ACTIVITY: From the entries that follow, copy each line containing the word "true".

-- Opening Marker --

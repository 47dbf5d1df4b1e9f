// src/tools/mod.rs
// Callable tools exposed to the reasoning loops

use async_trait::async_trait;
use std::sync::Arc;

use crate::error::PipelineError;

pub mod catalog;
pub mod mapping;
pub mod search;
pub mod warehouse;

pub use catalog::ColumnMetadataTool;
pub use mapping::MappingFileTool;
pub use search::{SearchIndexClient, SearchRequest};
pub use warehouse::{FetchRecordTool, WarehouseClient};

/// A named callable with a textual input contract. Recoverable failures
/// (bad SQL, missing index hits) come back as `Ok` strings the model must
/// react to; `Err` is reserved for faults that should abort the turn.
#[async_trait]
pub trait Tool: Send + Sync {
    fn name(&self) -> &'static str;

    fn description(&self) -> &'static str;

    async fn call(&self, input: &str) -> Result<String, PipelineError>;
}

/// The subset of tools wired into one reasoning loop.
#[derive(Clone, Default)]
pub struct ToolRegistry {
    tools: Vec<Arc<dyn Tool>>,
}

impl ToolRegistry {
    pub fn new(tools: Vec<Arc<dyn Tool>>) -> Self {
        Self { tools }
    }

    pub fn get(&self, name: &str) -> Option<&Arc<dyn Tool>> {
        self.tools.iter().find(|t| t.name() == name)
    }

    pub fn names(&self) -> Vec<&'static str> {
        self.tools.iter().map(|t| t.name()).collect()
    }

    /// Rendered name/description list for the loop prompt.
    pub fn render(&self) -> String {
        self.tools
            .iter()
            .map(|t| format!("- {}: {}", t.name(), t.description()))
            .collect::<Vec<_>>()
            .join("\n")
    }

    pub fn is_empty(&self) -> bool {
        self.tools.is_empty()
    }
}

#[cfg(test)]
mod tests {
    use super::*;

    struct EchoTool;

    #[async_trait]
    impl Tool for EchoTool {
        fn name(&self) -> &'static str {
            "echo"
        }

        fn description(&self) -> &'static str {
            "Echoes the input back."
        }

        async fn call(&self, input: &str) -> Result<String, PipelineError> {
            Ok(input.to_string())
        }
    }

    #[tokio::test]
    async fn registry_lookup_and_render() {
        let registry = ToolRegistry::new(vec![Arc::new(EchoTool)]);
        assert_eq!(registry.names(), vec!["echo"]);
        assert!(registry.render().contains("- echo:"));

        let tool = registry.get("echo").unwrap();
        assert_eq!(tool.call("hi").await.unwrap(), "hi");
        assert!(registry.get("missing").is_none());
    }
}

-- Closing Marker --
-- Opening Marker --

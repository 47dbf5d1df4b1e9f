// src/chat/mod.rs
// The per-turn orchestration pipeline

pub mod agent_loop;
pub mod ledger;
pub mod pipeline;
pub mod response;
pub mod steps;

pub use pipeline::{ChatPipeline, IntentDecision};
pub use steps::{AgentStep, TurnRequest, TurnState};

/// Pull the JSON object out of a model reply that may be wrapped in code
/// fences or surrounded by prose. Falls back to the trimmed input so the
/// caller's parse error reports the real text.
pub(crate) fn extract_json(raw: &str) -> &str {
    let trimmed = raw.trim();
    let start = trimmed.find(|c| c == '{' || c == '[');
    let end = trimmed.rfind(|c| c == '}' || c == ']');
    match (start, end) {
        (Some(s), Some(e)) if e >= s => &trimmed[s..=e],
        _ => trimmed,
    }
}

-- Closing Marker --
-- Opening Marker --

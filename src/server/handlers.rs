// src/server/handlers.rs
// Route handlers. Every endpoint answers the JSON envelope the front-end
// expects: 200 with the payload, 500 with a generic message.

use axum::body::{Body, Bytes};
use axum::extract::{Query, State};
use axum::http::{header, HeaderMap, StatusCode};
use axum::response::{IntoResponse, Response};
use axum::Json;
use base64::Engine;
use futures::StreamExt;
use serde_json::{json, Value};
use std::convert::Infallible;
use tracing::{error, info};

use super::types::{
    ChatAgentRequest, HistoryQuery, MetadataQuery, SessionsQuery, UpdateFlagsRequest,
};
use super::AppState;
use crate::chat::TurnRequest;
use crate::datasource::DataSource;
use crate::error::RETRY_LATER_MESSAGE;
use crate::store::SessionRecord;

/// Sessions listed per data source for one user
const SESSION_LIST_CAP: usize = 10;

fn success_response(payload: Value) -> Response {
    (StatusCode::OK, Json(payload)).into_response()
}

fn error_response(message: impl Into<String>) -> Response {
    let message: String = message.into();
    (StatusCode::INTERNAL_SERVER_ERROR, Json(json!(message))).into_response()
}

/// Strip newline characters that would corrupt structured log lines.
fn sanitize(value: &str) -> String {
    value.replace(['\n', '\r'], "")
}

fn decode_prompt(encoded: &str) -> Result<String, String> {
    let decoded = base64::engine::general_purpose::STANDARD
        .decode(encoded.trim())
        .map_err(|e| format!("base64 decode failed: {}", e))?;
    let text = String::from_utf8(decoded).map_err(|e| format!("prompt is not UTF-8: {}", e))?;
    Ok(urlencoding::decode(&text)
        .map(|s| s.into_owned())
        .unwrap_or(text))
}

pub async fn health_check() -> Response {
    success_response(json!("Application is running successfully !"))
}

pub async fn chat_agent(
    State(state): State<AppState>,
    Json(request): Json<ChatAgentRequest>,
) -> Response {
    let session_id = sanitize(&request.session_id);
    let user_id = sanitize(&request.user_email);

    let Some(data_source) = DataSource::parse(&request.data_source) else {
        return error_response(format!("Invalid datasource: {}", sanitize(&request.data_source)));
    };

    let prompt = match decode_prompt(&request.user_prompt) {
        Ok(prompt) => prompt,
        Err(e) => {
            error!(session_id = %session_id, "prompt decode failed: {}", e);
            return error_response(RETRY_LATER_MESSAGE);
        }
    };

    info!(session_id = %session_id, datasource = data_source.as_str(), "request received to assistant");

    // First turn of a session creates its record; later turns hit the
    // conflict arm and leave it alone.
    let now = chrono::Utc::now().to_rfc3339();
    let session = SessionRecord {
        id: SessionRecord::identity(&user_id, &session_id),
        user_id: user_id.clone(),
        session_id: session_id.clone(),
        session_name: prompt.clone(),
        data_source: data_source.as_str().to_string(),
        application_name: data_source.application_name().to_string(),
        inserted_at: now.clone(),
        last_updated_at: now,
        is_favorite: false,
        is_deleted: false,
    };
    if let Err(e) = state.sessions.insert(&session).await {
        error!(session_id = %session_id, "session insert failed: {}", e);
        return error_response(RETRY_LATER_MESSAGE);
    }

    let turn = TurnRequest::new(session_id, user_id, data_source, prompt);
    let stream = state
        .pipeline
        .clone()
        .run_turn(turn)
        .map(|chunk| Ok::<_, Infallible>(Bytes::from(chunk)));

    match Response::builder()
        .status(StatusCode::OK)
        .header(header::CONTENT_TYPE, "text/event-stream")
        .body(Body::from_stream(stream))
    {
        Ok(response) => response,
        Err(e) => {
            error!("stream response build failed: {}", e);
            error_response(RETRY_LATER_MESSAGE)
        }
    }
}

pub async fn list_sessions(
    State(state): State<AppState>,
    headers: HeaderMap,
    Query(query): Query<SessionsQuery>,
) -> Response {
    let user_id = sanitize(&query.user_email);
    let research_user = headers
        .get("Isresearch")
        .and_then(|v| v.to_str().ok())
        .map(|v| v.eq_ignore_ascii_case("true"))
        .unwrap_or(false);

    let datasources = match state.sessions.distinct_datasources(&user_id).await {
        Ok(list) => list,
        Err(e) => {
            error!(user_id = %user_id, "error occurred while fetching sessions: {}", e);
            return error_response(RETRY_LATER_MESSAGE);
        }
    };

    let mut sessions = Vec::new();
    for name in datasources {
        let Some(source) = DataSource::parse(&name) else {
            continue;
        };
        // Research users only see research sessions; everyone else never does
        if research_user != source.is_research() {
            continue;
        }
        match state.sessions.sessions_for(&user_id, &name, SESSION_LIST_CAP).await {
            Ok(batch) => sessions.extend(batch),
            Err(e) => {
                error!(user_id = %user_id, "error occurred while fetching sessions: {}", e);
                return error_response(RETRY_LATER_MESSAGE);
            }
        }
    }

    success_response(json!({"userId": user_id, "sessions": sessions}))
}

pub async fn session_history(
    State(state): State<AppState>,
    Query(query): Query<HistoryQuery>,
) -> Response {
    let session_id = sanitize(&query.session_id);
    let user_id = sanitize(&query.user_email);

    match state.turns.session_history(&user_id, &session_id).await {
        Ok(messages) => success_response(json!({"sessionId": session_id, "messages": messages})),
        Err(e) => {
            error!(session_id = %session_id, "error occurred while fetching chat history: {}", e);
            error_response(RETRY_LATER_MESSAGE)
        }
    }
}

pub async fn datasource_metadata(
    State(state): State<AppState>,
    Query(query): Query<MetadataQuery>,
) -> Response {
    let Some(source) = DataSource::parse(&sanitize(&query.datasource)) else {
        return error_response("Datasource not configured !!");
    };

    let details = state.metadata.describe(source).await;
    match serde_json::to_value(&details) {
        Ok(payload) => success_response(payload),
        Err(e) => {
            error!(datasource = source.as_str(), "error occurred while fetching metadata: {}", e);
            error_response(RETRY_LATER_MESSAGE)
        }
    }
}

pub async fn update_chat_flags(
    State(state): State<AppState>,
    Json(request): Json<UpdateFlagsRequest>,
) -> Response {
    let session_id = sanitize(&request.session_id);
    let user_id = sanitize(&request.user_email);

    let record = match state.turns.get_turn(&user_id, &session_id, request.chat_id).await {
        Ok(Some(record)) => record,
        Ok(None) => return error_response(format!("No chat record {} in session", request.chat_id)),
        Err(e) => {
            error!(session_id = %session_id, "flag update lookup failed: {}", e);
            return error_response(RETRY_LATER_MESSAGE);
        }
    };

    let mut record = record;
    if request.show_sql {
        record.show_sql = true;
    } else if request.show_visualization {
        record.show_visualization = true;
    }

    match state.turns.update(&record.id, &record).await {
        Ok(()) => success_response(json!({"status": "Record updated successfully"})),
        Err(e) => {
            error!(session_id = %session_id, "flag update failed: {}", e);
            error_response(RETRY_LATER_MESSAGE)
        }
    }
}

-- Closing Marker --

ANSWER TO THE EXERCISE:
        .map(|v| v.eq_ignore_ascii_case("true"))
        record.show_sql = true;
        record.show_visualization = true;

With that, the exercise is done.